放送収入
深夜基点に 分から特番まで対応
編成が仕掛けるケータイ連携とは

 これまで深夜番組といえば、収入的にも視聴率的にも、決して大きな影響力を持つものではなかった。しかし経営の柱である広告収入が激減するなか、新たな動きが見えてきた。この春の改編で目を引くのが日本テレビだ。4月から開始した『億万笑者!』(月曜24時59分)は一見、若手お笑い芸人のネタ番組だが、編成局の沢桂一部次長は、系列局も巻き込み、「新たな戦略の要として取り組んでいる」と話す。

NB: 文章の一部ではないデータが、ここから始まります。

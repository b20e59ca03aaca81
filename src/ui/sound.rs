/// Sound engine: procedural sound effects via rodio.
///
/// Fixed sounds are generated as in-memory WAV buffers at init time;
/// the merge chime is synthesized per play so its pitch tracks the
/// merged value. Playback is fire-and-forget (non-blocking) via
/// rodio's Sink.
///
/// Compile with `--no-default-features` or without the "sound" feature
/// to disable audio entirely (the stub SoundEngine does nothing).

#[cfg(feature = "sound")]
mod inner {
    use std::io::Cursor;
    use std::sync::Arc;

    use rodio::{OutputStream, OutputStreamHandle, Sink};

    const SAMPLE_RATE: u32 = 22050;

    /// Pre-generated WAV buffers for each fixed sound effect.
    pub struct SoundEngine {
        _stream: OutputStream,
        handle: OutputStreamHandle,
        sfx_slide: Arc<Vec<u8>>,
        sfx_spawn: Arc<Vec<u8>>,
        sfx_locked: Arc<Vec<u8>>,
    }

    impl SoundEngine {
        pub fn new() -> Option<Self> {
            let (stream, handle) = OutputStream::try_default().ok()?;

            let sfx_slide = Arc::new(make_wav(&gen_slide()));
            let sfx_spawn = Arc::new(make_wav(&gen_spawn()));
            let sfx_locked = Arc::new(make_wav(&gen_locked()));

            Some(SoundEngine {
                _stream: stream,
                handle,
                sfx_slide,
                sfx_spawn,
                sfx_locked,
            })
        }

        fn play(&self, buf: &Arc<Vec<u8>>) {
            if let Ok(sink) = Sink::try_new(&self.handle) {
                let cursor = Cursor::new(buf.as_ref().clone());
                if let Ok(src) = rodio::Decoder::new(cursor) {
                    sink.append(src);
                    sink.detach(); // fire-and-forget
                }
            }
        }

        /// Two-note chime whose pitch rises with the merged value:
        /// a 4 sits at the base, each doubling steps the chime up.
        pub fn play_merge(&self, value: u32) {
            let rank = (value.max(4) as f32).log2() - 2.0; // 4 → 0, 8 → 1, ...
            let base = 440.0 * (1.0 + rank * 0.12);
            let buf = make_wav(&gen_merge(base));
            if let Ok(sink) = Sink::try_new(&self.handle) {
                let cursor = Cursor::new(buf);
                if let Ok(src) = rodio::Decoder::new(cursor) {
                    sink.append(src);
                    sink.detach();
                }
            }
        }

        pub fn play_slide(&self) { self.play(&self.sfx_slide); }
        pub fn play_spawn(&self) { self.play(&self.sfx_spawn); }
        pub fn play_locked(&self) { self.play(&self.sfx_locked); }
    }

    // ════════════════════════════════════════════════════════════
    //  Waveform generators — all produce Vec<f32> mono samples
    // ════════════════════════════════════════════════════════════

    /// Slide: short noise swish with a falling band
    fn gen_slide() -> Vec<f32> {
        let duration = 0.07;
        let n = (SAMPLE_RATE as f32 * duration) as usize;
        let mut rng: u32 = 987654321;
        (0..n)
            .map(|i| {
                let t = i as f32 / n as f32;
                let freq = 350.0 + (1.0 - t) * 250.0;
                let ti = i as f32 / SAMPLE_RATE as f32;
                let tone = (ti * freq * 2.0 * std::f32::consts::PI).sin();
                // Simple LCG noise
                rng = rng.wrapping_mul(1103515245).wrapping_add(12345);
                let noise = (rng as f32 / u32::MAX as f32) * 2.0 - 1.0;
                let env = (1.0 - t).powf(1.2);
                (tone * 0.3 + noise * 0.7) * env * 0.12
            })
            .collect()
    }

    /// Merge: two ascending notes on the given base pitch
    fn gen_merge(base: f32) -> Vec<f32> {
        let pairs = [(base, 0.05), (base * 1.5, 0.09)];
        let mut samples = Vec::new();
        for &(freq, dur) in &pairs {
            let n = (SAMPLE_RATE as f32 * dur) as usize;
            for i in 0..n {
                let t = i as f32 / SAMPLE_RATE as f32;
                let env = 1.0 - (i as f32 / n as f32).powf(0.5);
                // Sine + a touch of 2nd harmonic for warmth
                let wave = (t * freq * 2.0 * std::f32::consts::PI).sin() * 0.7
                    + (t * freq * 2.0 * 2.0 * std::f32::consts::PI).sin() * 0.3;
                samples.push(wave * env * 0.25);
            }
        }
        samples
    }

    /// Spawn: tiny single blip
    fn gen_spawn() -> Vec<f32> {
        let freq = 880.0;
        let duration = 0.03;
        let n = (SAMPLE_RATE as f32 * duration) as usize;
        (0..n)
            .map(|i| {
                let t = i as f32 / SAMPLE_RATE as f32;
                let env = 1.0 - (i as f32 / n as f32);
                (t * freq * 2.0 * std::f32::consts::PI).sin() * env * 0.12
            })
            .collect()
    }

    /// Board locked: slow descending three-note tone
    fn gen_locked() -> Vec<f32> {
        let notes = [392.0_f32, 330.0, 262.0]; // G4 → E4 → C4
        let note_dur = 0.16;
        let mut samples = Vec::new();
        for &freq in &notes {
            let n = (SAMPLE_RATE as f32 * note_dur) as usize;
            for i in 0..n {
                let t = i as f32 / SAMPLE_RATE as f32;
                let env = 1.0 - (i as f32 / n as f32) * 0.3;
                let wave = (t * freq * 2.0 * std::f32::consts::PI).sin();
                samples.push(wave * env * 0.25);
            }
        }
        // Final fade
        let fade_len = samples.len() / 4;
        let total = samples.len();
        for i in (total - fade_len)..total {
            let ratio = (total - i) as f32 / fade_len as f32;
            samples[i] *= ratio;
        }
        samples
    }

    // ════════════════════════════════════════════════════════════
    //  WAV encoder — wraps f32 samples into a valid WAV buffer
    // ════════════════════════════════════════════════════════════

    fn make_wav(samples: &[f32]) -> Vec<u8> {
        let num_channels: u16 = 1;
        let bits_per_sample: u16 = 16;
        let byte_rate = SAMPLE_RATE * (num_channels as u32) * (bits_per_sample as u32) / 8;
        let block_align = num_channels * bits_per_sample / 8;
        let data_size = samples.len() as u32 * 2;
        let file_size = 36 + data_size;

        let mut buf = Vec::with_capacity(44 + data_size as usize);

        // RIFF header
        buf.extend_from_slice(b"RIFF");
        buf.extend_from_slice(&file_size.to_le_bytes());
        buf.extend_from_slice(b"WAVE");

        // fmt chunk
        buf.extend_from_slice(b"fmt ");
        buf.extend_from_slice(&16u32.to_le_bytes());
        buf.extend_from_slice(&1u16.to_le_bytes()); // PCM
        buf.extend_from_slice(&num_channels.to_le_bytes());
        buf.extend_from_slice(&SAMPLE_RATE.to_le_bytes());
        buf.extend_from_slice(&byte_rate.to_le_bytes());
        buf.extend_from_slice(&block_align.to_le_bytes());
        buf.extend_from_slice(&bits_per_sample.to_le_bytes());

        // data chunk
        buf.extend_from_slice(b"data");
        buf.extend_from_slice(&data_size.to_le_bytes());

        for &s in samples {
            let clamped = s.max(-1.0).min(1.0);
            let val = (clamped * 32767.0) as i16;
            buf.extend_from_slice(&val.to_le_bytes());
        }

        buf
    }
}

// ════════════════════════════════════════════════════════════
//  Public API — compiles to no-ops when sound feature is off
// ════════════════════════════════════════════════════════════

#[cfg(feature = "sound")]
pub use inner::SoundEngine;

#[cfg(not(feature = "sound"))]
pub struct SoundEngine;

#[cfg(not(feature = "sound"))]
impl SoundEngine {
    pub fn new() -> Option<Self> { Some(SoundEngine) }
    pub fn play_merge(&self, _value: u32) {}
    pub fn play_slide(&self) {}
    pub fn play_spawn(&self) {}
    pub fn play_locked(&self) {}
}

 この番組、実は3大ケータイキャリアの1つであるソフトバンクモバイルの1社提供。同社のケータイユーザーの投票によって月1でチャンピオンを決定するお笑いネタコンテスト「S-1バトル」の“連動番組”として制作される。

 『億万笑者!』に加え、様々な番組との連携で露出を高め、視聴者を「S-1バトル」へ誘導。日テレ全体のタイムテーブルを臨機応変に変更するなど「柔軟な編成で盛り上げていく」(沢氏)。テレビの求心力の高さを武器に、ケータイ会社に、新たなビジネスモデルを提案した形だ。

様々な手法で柔軟に編成

 まず『ぐるぐるナインティナイン』や『世界の果てまでイッテQ!』をはじめ、系列局の番組を含め、ネタ見せや芸人のロケコーナーがある別番組から「S-1バトル」にエントリーする芸人や動画を提供。次に「S-1バトル」の月間チャンピオンが決まる月末の夜に10分程度の特設枠を作ったり、翌日の『スッキリ!!』にチャンピオンとなった芸人が生出演するコーナーを設けるなどして告知、ケータイへの誘導を図る。

 このような短い番組をイレギュラーに入れ込む試みは、08年放送のドラマ『the 波乗りレストラン』で実施。サザンオールスターズの曲をモチーフにした10分程度のドラマ計33本をアットランダムに放送して話題になった。そのノウハウを今回は「S-1バトル」への誘導に駆使する。